5. Dive deep into robust IoT data analytics: An advantage of this phased approach is a wealth of time-series data collected from the same energy saving sensor grid. Occupancy trends, traffic patterns, use cases, time of day and time of week analysis can be produced that offer deep insights to drive better space decisions to inform space reductions in support of advancing CO2 reductions.

Achieving Short Term Impact with Future Based Possibilities

Digitalizing buildings to achieve sustainability goals can be daunting, especially during difficult economic circumstances where aggressive ROI analysis is required for every new proposed initiative. By taking a phased approached, building on the energy savings from a lighting and temperature environment as an initial step, the path to reaching ESG goals is shortened, while creating a runway on an even greater efficiency for building space.

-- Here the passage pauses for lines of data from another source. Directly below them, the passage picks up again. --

//! HTTP server implementation
//!
//! Uses hyper http1 with TokioIo, one task per accepted connection.

use hyper::body::Incoming;
use hyper::server::conn::http1;
use hyper::service::service_fn;
use hyper::{Method, Request, Response, StatusCode};
use hyper_util::rt::TokioIo;
use std::net::SocketAddr;
use std::sync::Arc;
use std::time::Instant;
use tokio::net::TcpListener;
use tracing::{error, info, warn};

use crate::auth::{extract_token_from_header, JwtValidator, TokenType};
use crate::blob::BlobStore;
use crate::config::Args;
use crate::reconcile::Reconciler;
use crate::routes::{self, cors_preflight, json_response, not_found, BoxBody, ErrorResponse};
use crate::services::{AccountService, AssignmentService, AuditService, MysteryAuditService};
use crate::store::Stores;
use crate::types::{FieldOpsError, Result};

/// Shared application state
pub struct AppState {
    pub args: Args,
    pub stores: Stores,
    pub blobs: Arc<dyn BlobStore>,
    pub assignments: AssignmentService,
    pub audits: AuditService,
    pub mystery: MysteryAuditService,
    pub accounts: AccountService,
    pub started_at: Instant,
}

impl AppState {
    /// Wire services over the given stores
    pub fn new(args: Args, stores: Stores, blobs: Arc<dyn BlobStore>) -> Result<Self> {
        let secret = args.jwt_secret().ok_or_else(|| {
            FieldOpsError::Config("JWT_SECRET is required in production mode".into())
        })?;
        let jwt = Arc::new(JwtValidator::new(
            secret,
            args.jwt_expiry_seconds,
            args.refresh_expiry_seconds,
        )?);

        let reconciler = Reconciler::new(stores.assignments.clone(), stores.audits.clone());
        let assignments = AssignmentService::new(
            reconciler,
            stores.users.clone(),
            args.assignment_window_days,
            args.sync_window_days,
        );
        let audits = AuditService::new(stores.audits.clone(), blobs.clone(), args.timezone());
        let mystery = MysteryAuditService::new(
            stores.mystery.clone(),
            stores.users.clone(),
            blobs.clone(),
            args.timezone(),
        );
        let accounts = AccountService::new(stores.users.clone(), jwt);

        Ok(Self {
            args,
            stores,
            blobs,
            assignments,
            audits,
            mystery,
            accounts,
            started_at: Instant::now(),
        })
    }
}

/// Start the HTTP server
pub async fn run(state: Arc<AppState>) -> Result<()> {
    let listener = TcpListener::bind(state.args.listen).await?;

    info!(
        "fieldops listening on {} (store: {}, blobs: {})",
        state.args.listen,
        state.stores.backend,
        state.blobs.backend()
    );

    if state.args.dev_mode {
        warn!("Development mode enabled - authentication disabled");
    }

    loop {
        match listener.accept().await {
            Ok((stream, addr)) => {
                let state = Arc::clone(&state);
                tokio::spawn(async move {
                    let io = TokioIo::new(stream);

                    let service = service_fn(move |req| {
                        let state = Arc::clone(&state);
                        async move { handle_request(state, addr, req).await }
                    });

                    if let Err(err) = http1::Builder::new()
                        .preserve_header_case(true)
                        .title_case_headers(true)
                        .serve_connection(io, service)
                        .await
                    {
                        error!("Error serving connection from {}: {:?}", addr, err);
                    }
                });
            }
            Err(e) => {
                error!("Error accepting connection: {:?}", e);
            }
        }
    }
}

fn auth_error(status: StatusCode, error: String, code: &str) -> Response<BoxBody> {
    json_response(
        status,
        &ErrorResponse {
            error,
            code: Some(code.into()),
        },
    )
}

/// Enforce the route's minimum role from the bearer token.
/// Dev mode lets everything through.
fn authorize<B>(state: &AppState, req: &Request<B>) -> std::result::Result<(), Response<BoxBody>> {
    let Some(min_role) = crate::auth::required_role(req.method(), req.uri().path()) else {
        return Ok(());
    };
    if state.args.dev_mode {
        return Ok(());
    }

    let header = req
        .headers()
        .get(hyper::header::AUTHORIZATION)
        .and_then(|v| v.to_str().ok());
    let Some(token) = extract_token_from_header(header) else {
        return Err(auth_error(
            StatusCode::UNAUTHORIZED,
            "No token provided".into(),
            "NO_TOKEN",
        ));
    };

    let result = state.accounts.jwt().verify_token(token);
    let claims = match result.claims {
        Some(c) if c.token_type == TokenType::Access => c,
        _ => {
            return Err(auth_error(
                StatusCode::UNAUTHORIZED,
                result.error.unwrap_or_else(|| "Invalid token".into()),
                "INVALID_TOKEN",
            ))
        }
    };

    if claims.role < min_role {
        warn!(
            email = %claims.email,
            role = %claims.role,
            required = %min_role,
            path = %req.uri().path(),
            "Insufficient role"
        );
        return Err(auth_error(
            StatusCode::FORBIDDEN,
            "Insufficient permissions".into(),
            "FORBIDDEN",
        ));
    }

    Ok(())
}

/// Route incoming HTTP requests
async fn handle_request(
    state: Arc<AppState>,
    addr: SocketAddr,
    req: Request<Incoming>,
) -> std::result::Result<Response<BoxBody>, hyper::Error> {
    let method = req.method().clone();
    let path = req.uri().path().to_string();

    info!("[{}] {} {}", addr, method, path);

    // CORS preflight
    if method == Method::OPTIONS {
        return Ok(cors_preflight());
    }

    if let Err(response) = authorize(&state, &req) {
        return Ok(response);
    }

    if path.starts_with("/api/auth") {
        return Ok(routes::handle_auth_request(req, state)
            .await
            .unwrap_or_else(|| not_found("Auth endpoint not found")));
    }

    if path.starts_with("/api/school-assignment") {
        return Ok(routes::handle_assignment_request(req, state)
            .await
            .unwrap_or_else(|| not_found("Assignment endpoint not found")));
    }

    if path.starts_with("/api/school-audit") {
        return Ok(routes::handle_audit_request(req, state)
            .await
            .unwrap_or_else(|| not_found("Audit endpoint not found")));
    }

    if path.starts_with("/api/attendance") {
        return Ok(routes::handle_attendance_request(req, state)
            .await
            .unwrap_or_else(|| not_found("Attendance endpoint not found")));
    }

    let response = match (method, path.as_str()) {
        // Liveness probe
        (Method::GET, "/health") => routes::health_check(state),

        // Readiness probe
        (Method::GET, "/ready") => routes::readiness_check(state),

        // Version info for deployment verification
        (Method::GET, "/version") => routes::version_info(),

        _ => not_found("Not Found"),
    };

    Ok(response)
}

Energy and operational Savings graphic

Siemens Smart Infrastructure

Enlighted, together with its parent company Siemens, has created the right building digitalization foundation based on a lighting control wireless grid network for over 1,000 global customers with real results of up to more than 90% energy savings, followed by deep data analytics and real time location services. Because of the rapidly changing landscape for building IoT, it’s important to partner with a provider whose technologies can be updated to scale both in data volumes and data types. By employing smart sensors with updatable firmware, a robust IoT platform to manage historical and massive data volumes and new technology partners, such as those found on the Siemens Xcelerator Marketplace, building digitalization can be augmented with additional functions over time.

Finding the balance to navigate difficult economic and climate circumstances while at the same time achieving stated sustainability goals is a challenge for most executives and requires bold leadership. An immediate action is to understand if your buildings are fueling or fighting climate change. And with the right approach, innovations that can grow with future needs and technologies with measurable outcomes, ESG goals can be achieved within reasonable time frames and financial frameworks.